Part2-Analysis.R

# 
# Let's practice!
# ===============
# 
# In this section we will cover:
# 
#  1. Working directories
#  2. Reading in data
#  3. Advanced data manipulation
#  4. Statistical Analysis
#  
#  
# Step 1: Working Directories
# ---------------------------
# 
# A working directory is the folder on your computer where you are currently
# working. You can find out your current working directory by typing `getwd()`

getwd()

# If you've downloaded and un-zipped this directory to your desktop, you might
# see something like `/Users/<yourname>/Desktop/APS_IntroR_2019`. This is the
# default place where R will begin reading and writing files. For example, you
# can use the function `list.files()` to view the files in your current working
# directory. These are the same files that we downloaded earlier. If you're
# using Rstudio, you can compare the file list with the "Files" tab in the
# bottom right panel. 
# 
# In order to use `list.files()`, we should provide it with a file path. We can
# provide it a ".", which means "here" to most computer programs.

list.files(".")

# You can see that the first entry in here is "data". This is where we've placed
# the field_data example data. 

list.files("data")

# Step 2: Reading in Data
# ------------------------
# 
# 
# We can use the `read.csv()` function to read (or import) these data into R. 
# It's important to remember that while in R, these data are simply a copy kept 
# *in memory*, not on the disk, so we don't have to worry too much about
# accidentally deleting the data :).
# 
# So, how do we actually USE the `read.csv()` function? 

?read.csv

# You will notice that the help page describes all the sibling functions, too:
# `read.table()`, `read.csv2()`, `read.delim()`, `read.delim2()`. Let's read the 
# Description and Usage first.

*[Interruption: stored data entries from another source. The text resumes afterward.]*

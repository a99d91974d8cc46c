//! Read-only rules registry.
//!
//! Every lookup answers. A class lookup tries the class's own table, then the
//! `"Default"` entry, then a hard default documented on the accessor.

use std::collections::{BTreeMap, HashMap};
use std::str::FromStr;

use super::config::{
    find_band, Band, ClassTableConfig, GameSystemConfig, LevelXp, PrimeRequisiteConfig,
    SpellSlotRow,
};
use crate::character::SavingThrows;
use crate::value_objects::{
    AbilityScores, AbilityType, CharacterClass, CoinType, DieType, Language, MagicType, SpellType,
};

const DEFAULT_CLASS_KEY: &str = "Default";

/// One prime-requisite condition: every listed ability must meet its minimum.
#[derive(Debug, Clone, PartialEq)]
pub struct PrimeCondition {
    pub minimums: Vec<(AbilityType, i32)>,
    pub multiplier: f64,
}

impl PrimeCondition {
    pub fn is_met(&self, abilities: &AbilityScores) -> bool {
        self.minimums
            .iter()
            .all(|(ability, minimum)| abilities.value(*ability) >= *minimum)
    }
}

/// How a class turns ability scores into an XP multiplier.
#[derive(Debug, Clone, Default, PartialEq)]
pub struct PrimeRequisiteRule {
    pub primary_ability: Option<AbilityType>,
    /// Checked in order; the first satisfied condition wins.
    pub conditions: Vec<PrimeCondition>,
}

/// Per-class spell slot counts for spell levels 1 to 6.
pub type SpellSlots = [u8; 6];

#[derive(Debug, Clone, Default)]
struct ClassRules {
    hit_die: Option<DieType>,
    max_level: Option<u8>,
    hit_die_modifiers: Vec<Band<i32>>,
    xp_for_next_level: Vec<LevelXp>,
    xp_modifiers: Vec<Band<f64>>,
    prime_requisite: Option<PrimeRequisiteRule>,
    thac0: Vec<Band<i32>>,
    attack_bonus: Vec<Band<i32>>,
    saving_throws: Vec<Band<SavingThrows>>,
    starting_languages: Vec<Language>,
    magic_type: Option<MagicType>,
    spell_type: Option<SpellType>,
    spell_slots: Vec<SpellSlotRow>,
    spell_lists: BTreeMap<u8, Vec<String>>,
    turning: Vec<Band<BTreeMap<String, String>>>,
}

/// Enum-keyed view over a [`GameSystemConfig`].
#[derive(Debug, Clone, Default)]
pub struct RulesRegistry {
    game_system: String,
    version: String,
    languages: Vec<Language>,
    ability_modifiers: Vec<Band<i32>>,
    max_retainers: Vec<Band<i32>>,
    retainer_loyalty: Vec<Band<i32>>,
    reaction_bonus: Vec<Band<i32>>,
    literacy: Vec<Band<String>>,
    additional_languages: Vec<Band<i32>>,
    open_doors: Vec<Band<String>>,
    coin_conversion: HashMap<CoinType, f64>,
    classes: HashMap<CharacterClass, ClassRules>,
    fallback: ClassRules,
    skipped_keys: Vec<String>,
}

/// Parses each name, collecting the ones that are not part of the vocabulary.
fn parse_all<T: FromStr>(names: &[String], context: &str, skipped: &mut Vec<String>) -> Vec<T> {
    names
        .iter()
        .filter_map(|name| match name.parse() {
            Ok(value) => Some(value),
            Err(_) => {
                skipped.push(format!("{}: {}", context, name));
                None
            }
        })
        .collect()
}

fn parse_optional<T: FromStr>(
    name: Option<&String>,
    context: &str,
    skipped: &mut Vec<String>,
) -> Option<T> {
    let name = name?;
    match name.parse() {
        Ok(value) => Some(value),
        Err(_) => {
            skipped.push(format!("{}: {}", context, name));
            None
        }
    }
}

All arguments except 'file' have a default value
# (e.g. header = TRUE). You do not need to specify these arguments unless you want 
# to change the default. Let's use `read.csv()` with the default values.

read.csv("data/fungicide_dat.csv")

# Let's use `read.table()` with the default values.
read.table("data/fungicide_dat.csv")

# This has two issues:
# 
# 1. The column names are treated as the first row. This is because the default 
#    for header is FALSE in `read.table()`. We should change to header = TRUE. 
# 2. The data is presented as one column, 'V1'. This is because the separator for 
#    each cell in the data is a "," and not "" (space). We should change to sep = ",". 

read.table("data/fungicide_dat.csv", header = TRUE, sep = ",")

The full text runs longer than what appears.